Mon Dieu, Vous m'avez mis en ce terrestre monde 
où 
je puis contempler le ciel bleu, l'univers. 
Et j'ai choisi le gouffre et la grotte profonde 
où les anciens voyaient les bouches des Enfers. 
Car l'abîme est rempli de splendeurs méconnues 
qui, dans l'obscurité, célèbre Votre Nom. 

Et celui qui s'exalte en s'élevant aux nues
se retrouve, sous terre, à son rang d'avorton. 

Mon Dieu, Vous avez dit que les hommes sont frères ; 
Vous leur avez donné le secret du bonheur. 

Et la haine, l'orgueil et l'esprit de frontières 
ont remplacé la joie et desséché leur cœur. 
Alors, dans le silence où je me réalise 
et tente d'oublier ce spectacle attristant 
je prie afin qu'un jour, pénitente et soumise, 
l'humanité revienne au Père qui l'attend. 
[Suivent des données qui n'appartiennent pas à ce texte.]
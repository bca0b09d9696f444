//! Task id generation and validation.
//!
//! Generated ids look like `write-readme-3fa9c1`: a slug of the description
//! followed by a short hex suffix derived from a UUIDv5 over the description
//! and the creation instant.

use std::sync::LazyLock;

use chrono::{DateTime, Utc};
use regex::Regex;
use uuid::Uuid;

use crate::error::QueueError;

/// Maximum slug length before the suffix.
const MAX_SLUG_LEN: usize = 48;

/// Hex characters taken from the UUID for the suffix.
const SUFFIX_LEN: usize = 6;

/// Maximum accepted length for an explicit id.
const MAX_ID_LEN: usize = 128;

/// Namespace for task id UUIDs.
const TASK_ID_NAMESPACE: Uuid = Uuid::from_u128(0x6f1c_2b7e_9d44_4a3f_8c51_0e7a_d2b9_3c11);

static NON_SLUG_CHARS: LazyLock<Regex> =
    LazyLock::new(|| Regex::new(r"[^a-z0-9]+").expect("static regex"));

static VALID_ID: LazyLock<Regex> =
    LazyLock::new(|| Regex::new(r"^[A-Za-z0-9][A-Za-z0-9_-]*$").expect("static regex"));

/// Lowercase, dash-separated slug of a description. Never empty.
pub fn slugify(description: &str) -> String {
    let lowered = description.to_lowercase();
    let slug = NON_SLUG_CHARS.replace_all(&lowered, "-");
    let slug = slug.trim_matches('-');

    let mut truncated = String::with_capacity(MAX_SLUG_LEN);
    for part in slug.split('-') {
        let extra = if truncated.is_empty() { part.len() } else { part.len() + 1 };
        if truncated.len() + extra > MAX_SLUG_LEN {
            break;
        }
        if !truncated.is_empty() {
            truncated.push('-');
        }
        truncated.push_str(part);
    }

    if truncated.is_empty() {
        // First word alone is longer than the limit, or nothing survived.
        truncated = slug.chars().take(MAX_SLUG_LEN).collect();
    }
    if truncated.is_empty() {
        truncated.push_str("task");
    }
    truncated
}

/// Derive a task id from its description, creation instant, and attempt number.
///
/// The same inputs always produce the same id; callers bump `attempt` on collision.
pub fn generate(description: &str, created_at: DateTime<Utc>, attempt: u32) -> String {
    let seed = format!(
        "{}\u{0}{}\u{0}{}",
        description,
        created_at.timestamp_nanos_opt().unwrap_or_default(),
        attempt
    );
    let digest = Uuid::new_v5(&TASK_ID_NAMESPACE, seed.as_bytes()).simple().to_string();
    format!("{}-{}", slugify(description), &digest[..SUFFIX_LEN])
}

/// Check that an id is safe to use as a record file name.
pub fn validate(id: &str) -> Result<(), QueueError> {
    if id.len() > MAX_ID_LEN {
        return Err(QueueError::validation(format!(
            "task id is longer than {MAX_ID_LEN} characters"
        )));
    }
    if !VALID_ID.is_match(id) {
        return Err(QueueError::validation(format!(
            "task id '{id}' must start alphanumeric and contain only letters, digits, '-' or '_'"
        )));
    }
    Ok(())
}
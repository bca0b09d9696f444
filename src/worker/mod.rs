//! Worker system: bounded-concurrency task execution.
//!
//! Core components:
//! - `state`: Pool state machine (Idle → Running → Stopping → Stopped)
//! - `result`: ExecutionResult, ExecutionProgress, PoolStatus
//! - `executor`: ExecutionCallback trait and the shell-command callback
//! - `hooks`: PoolHooks trait, no-op and broadcast implementations
//! - `pool`: WorkerPool: admission loop, per-task workers, stop/drain

pub mod executor;
pub mod hooks;
pub mod pool;
pub mod result;
pub mod state;

pub use executor::{ExecutionCallback, ShellExecutor};
pub use hooks::{EventHooks, NoopHooks, PoolEvent, PoolHooks};
pub use pool::WorkerPool;
pub use result::{ExecutionProgress, ExecutionResult, PoolStatus};
pub use state::PoolState;
//! Execution callbacks: what the pool runs for each admitted task.

use std::process::Stdio;
use std::time::Duration;

use async_trait::async_trait;
use tokio::process::Command;
use tracing::{debug, warn};

use crate::error::ExecutionFault;
use crate::queue::{Task, TaskOutput};
use crate::worker::result::ExecutionResult;
use crate::workspace::WorkspaceInfo;

/// Maximum captured output kept in `TaskOutput.text` (64KB).
const MAX_OUTPUT_SIZE: usize = 64 * 1024;

/// Log lines kept per execution (the tail).
const MAX_LOG_LINES: usize = 200;

/// Default command timeout.
pub const DEFAULT_TIMEOUT: Duration = Duration::from_secs(30 * 60);

/// Runs one task inside its workspace.
///
/// Implementations should report failures as an unsuccessful
/// [`ExecutionResult`]; an `Err` or a panic is also tolerated and recorded
/// as FAILED.
#[async_trait]
pub trait ExecutionCallback: Send + Sync {
    async fn execute(
        &self,
        task: &Task,
        workspace: &WorkspaceInfo,
    ) -> Result<ExecutionResult, ExecutionFault>;
}

/// Runs a shell command per task via `sh -c`.
///
/// The task is exposed to the command through `TASKSMITH_TASK_ID`,
/// `TASKSMITH_TASK_DESCRIPTION`, `TASKSMITH_TASK_PRIORITY` and
/// `TASKSMITH_WORKSPACE`. Exit status 0 is success.
#[derive(Debug, Clone)]
pub struct ShellExecutor {
    command: String,
    timeout: Duration,
    env: Vec<(String, String)>,
}

impl ShellExecutor {
    pub fn new(command: impl Into<String>) -> Self {
        Self {
            command: command.into(),
            timeout: DEFAULT_TIMEOUT,
            env: Vec::new(),
        }
    }

    /// Set the command timeout.
    pub fn with_timeout(mut self, timeout: Duration) -> Self {
        self.timeout = timeout;
        self
    }

    /// Add an extra environment variable.
    pub fn with_env(mut self, key: impl Into<String>, value: impl Into<String>) -> Self {
        self.env.push((key.into(), value.into()));
        self
    }

    fn build_command(&self, task: &Task, workspace: &WorkspaceInfo) -> Command {
        let mut command = Command::new("sh");
        command
            .arg("-c")
            .arg(&self.command)
            .current_dir(&workspace.path)
            .env("TASKSMITH_TASK_ID", &task.id)
            .env("TASKSMITH_TASK_DESCRIPTION", &task.description)
            .env("TASKSMITH_TASK_PRIORITY", task.priority.to_string())
            .env("TASKSMITH_WORKSPACE", &workspace.path)
            .envs(self.env.iter().map(|(k, v)| (k.as_str(), v.as_str())))
            .stdin(Stdio::null())
            .stdout(Stdio::piped())
            .stderr(Stdio::piped())
            .kill_on_drop(true);
        if let Some(branch) = &workspace.branch {
            command.env("TASKSMITH_BRANCH", branch);
        }
        command
    }
}

#[async_trait]
impl ExecutionCallback for ShellExecutor {
    async fn execute(
        &self,
        task: &Task,
        workspace: &WorkspaceInfo,
    ) -> Result<ExecutionResult, ExecutionFault> {
        let child = self
            .build_command(task, workspace)
            .spawn()
            .map_err(|e| ExecutionFault::Callback(format!("Failed to spawn command: {e}")))?;

        debug!(task_id = %task.id, command = %self.command, "Spawned task command");

        // Dropping the future on timeout drops the child, which kills it.
        let output = match tokio::time::timeout(self.timeout, child.wait_with_output()).await {
            Ok(Ok(output)) => output,
            Ok(Err(e)) => {
                return Err(ExecutionFault::Callback(format!(
                    "Command execution failed: {e}"
                )));
            }
            Err(_) => {
                warn!(task_id = %task.id, timeout_secs = self.timeout.as_secs(), "Task command timed out");
                return Ok(ExecutionResult::failure(
                    &task.id,
                    format!("command timed out after {}s", self.timeout.as_secs()),
                ));
            }
        };

        let stdout = String::from_utf8_lossy(&output.stdout);
        let stderr = String::from_utf8_lossy(&output.stderr);
        let code = output.status.code().unwrap_or(-1);

        let combined = if stderr.is_empty() {
            stdout.to_string()
        } else if stdout.is_empty() {
            stderr.to_string()
        } else {
            format!("{stdout}\n\n--- stderr ---\n{stderr}")
        };

        let task_output = TaskOutput {
            summary: Some(format!("exit code {code}")),
            text: Some(truncate_output(&combined)),
            logs: tail_lines(&stdout, &stderr),
            ..Default::default()
        };

        let result = if output.status.success() {
            ExecutionResult::success(&task.id)
        } else {
            let reason = stderr
                .lines()
                .rev()
                .find(|l| !l.trim().is_empty())
                .map(|l| format!("exit code {code}: {}", l.trim()))
                .unwrap_or_else(|| format!("exit code {code}"));
            ExecutionResult::failure(&task.id, reason)
        };

        Ok(result.with_output(task_output))
    }
}

/// Last `MAX_LOG_LINES` lines of stdout followed by stderr.
fn tail_lines(stdout: &str, stderr: &str) -> Vec<String> {
    let lines: Vec<String> = stdout
        .lines()
        .chain(stderr.lines())
        .filter(|l| !l.trim().is_empty())
        .map(str::to_string)
        .collect();
    let skip = lines.len().saturating_sub(MAX_LOG_LINES);
    lines.into_iter().skip(skip).collect()
}

fn truncate_output(s: &str) -> String {
    if s.len() <= MAX_OUTPUT_SIZE {
        return s.to_string();
    }
    let half = MAX_OUTPUT_SIZE / 2;
    let head_end = floor_char_boundary(s, half);
    let tail_start = floor_char_boundary(s, s.len() - half);
    format!(
        "{}\n\n... [truncated {} bytes] ...\n\n{}",
        &s[..head_end],
        tail_start - head_end,
        &s[tail_start..]
    )
}

fn floor_char_boundary(s: &str, mut index: usize) -> usize {
    while index > 0 && !s.is_char_boundary(index) {
        index -= 1;
    }
    index
}
//! Error types for tasksmith.

use std::path::PathBuf;

/// Top-level error type.
#[derive(Debug, thiserror::Error)]
pub enum Error {
    #[error("Configuration error: {0}")]
    Config(#[from] ConfigError),

    #[error("Queue error: {0}")]
    Queue(#[from] QueueError),

    #[error("Workspace error: {0}")]
    Workspace(#[from] WorkspaceError),

    #[error("Pool error: {0}")]
    Pool(#[from] PoolError),
}

/// Configuration-related errors.
#[derive(Debug, thiserror::Error)]
pub enum ConfigError {
    #[error("Missing required environment variable: {0}")]
    MissingEnvVar(String),

    #[error("Invalid configuration value for {key}: {message}")]
    InvalidValue { key: String, message: String },
}

/// Task queue (record store) errors.
#[derive(Debug, thiserror::Error)]
pub enum QueueError {
    #[error("Invalid task: {reason}")]
    Validation { reason: String },

    #[error("Task {id} not found")]
    NotFound { id: String },

    #[error("Task {id} is {from}, cannot transition to {to}")]
    InvalidTransition { id: String, from: String, to: String },

    #[error("IO error on {path}: {source}")]
    Io {
        path: PathBuf,
        #[source]
        source: std::io::Error,
    },

    #[error("Malformed task record {path}: {source}")]
    Serialization {
        path: PathBuf,
        #[source]
        source: serde_json::Error,
    },
}

impl QueueError {
    pub(crate) fn validation(reason: impl Into<String>) -> Self {
        Self::Validation {
            reason: reason.into(),
        }
    }

    pub(crate) fn io(path: impl Into<PathBuf>, source: std::io::Error) -> Self {
        Self::Io {
            path: path.into(),
            source,
        }
    }
}

/// Workspace provider errors.
#[derive(Debug, thiserror::Error)]
pub enum WorkspaceError {
    #[error("Invalid task id for workspace: {0}")]
    InvalidTaskId(String),

    #[error("No workspace for task {task_id}")]
    NotFound { task_id: String },

    #[error("`{command}` failed: {reason}")]
    CommandFailed { command: String, reason: String },

    #[error("IO error: {0}")]
    Io(#[from] std::io::Error),
}

/// A fault raised while executing a single task.
///
/// Faults never escape the pool: each one is downgraded to a FAILED result.
#[derive(Debug, thiserror::Error)]
pub enum ExecutionFault {
    #[error("{0}")]
    Callback(String),

    #[error("execution panicked: {0}")]
    Panicked(String),

    #[error("workspace unavailable: {0}")]
    Workspace(#[from] WorkspaceError),
}

/// Worker pool errors.
#[derive(Debug, thiserror::Error)]
pub enum PoolError {
    #[error("Worker pool is already running")]
    AlreadyRunning,

    #[error("Queue error: {0}")]
    Queue(#[from] QueueError),

    #[error("Workspace error: {0}")]
    Workspace(#[from] WorkspaceError),
}

/// Result type alias for tasksmith.
pub type Result<T> = std::result::Result<T, Error>;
Mon Dieu, vous avez fait des beautés souterraines, 
La sanction du risque et le prix de l'effort ... 
Gardez-moi, si fragile en l'écrasant domaine 

où derrière la Paix se tient parfois la mort. 
Protégez-moi de l'onde à la brusque colère, 

de la corde qui casse et du feu qui s'éteint, 
de la crampe, du puits et de la fondrière, 
des traquenards de l'ombre et du roc incertain. 

Et lorsqu'enfin, pour moi, l'heure sera venue 
De m'en aller aussi vers le pays d'en haut, 
Faites merci, Seigneur, à mon âme ingénue 
Et recevez chez vous le pauvre spéléo.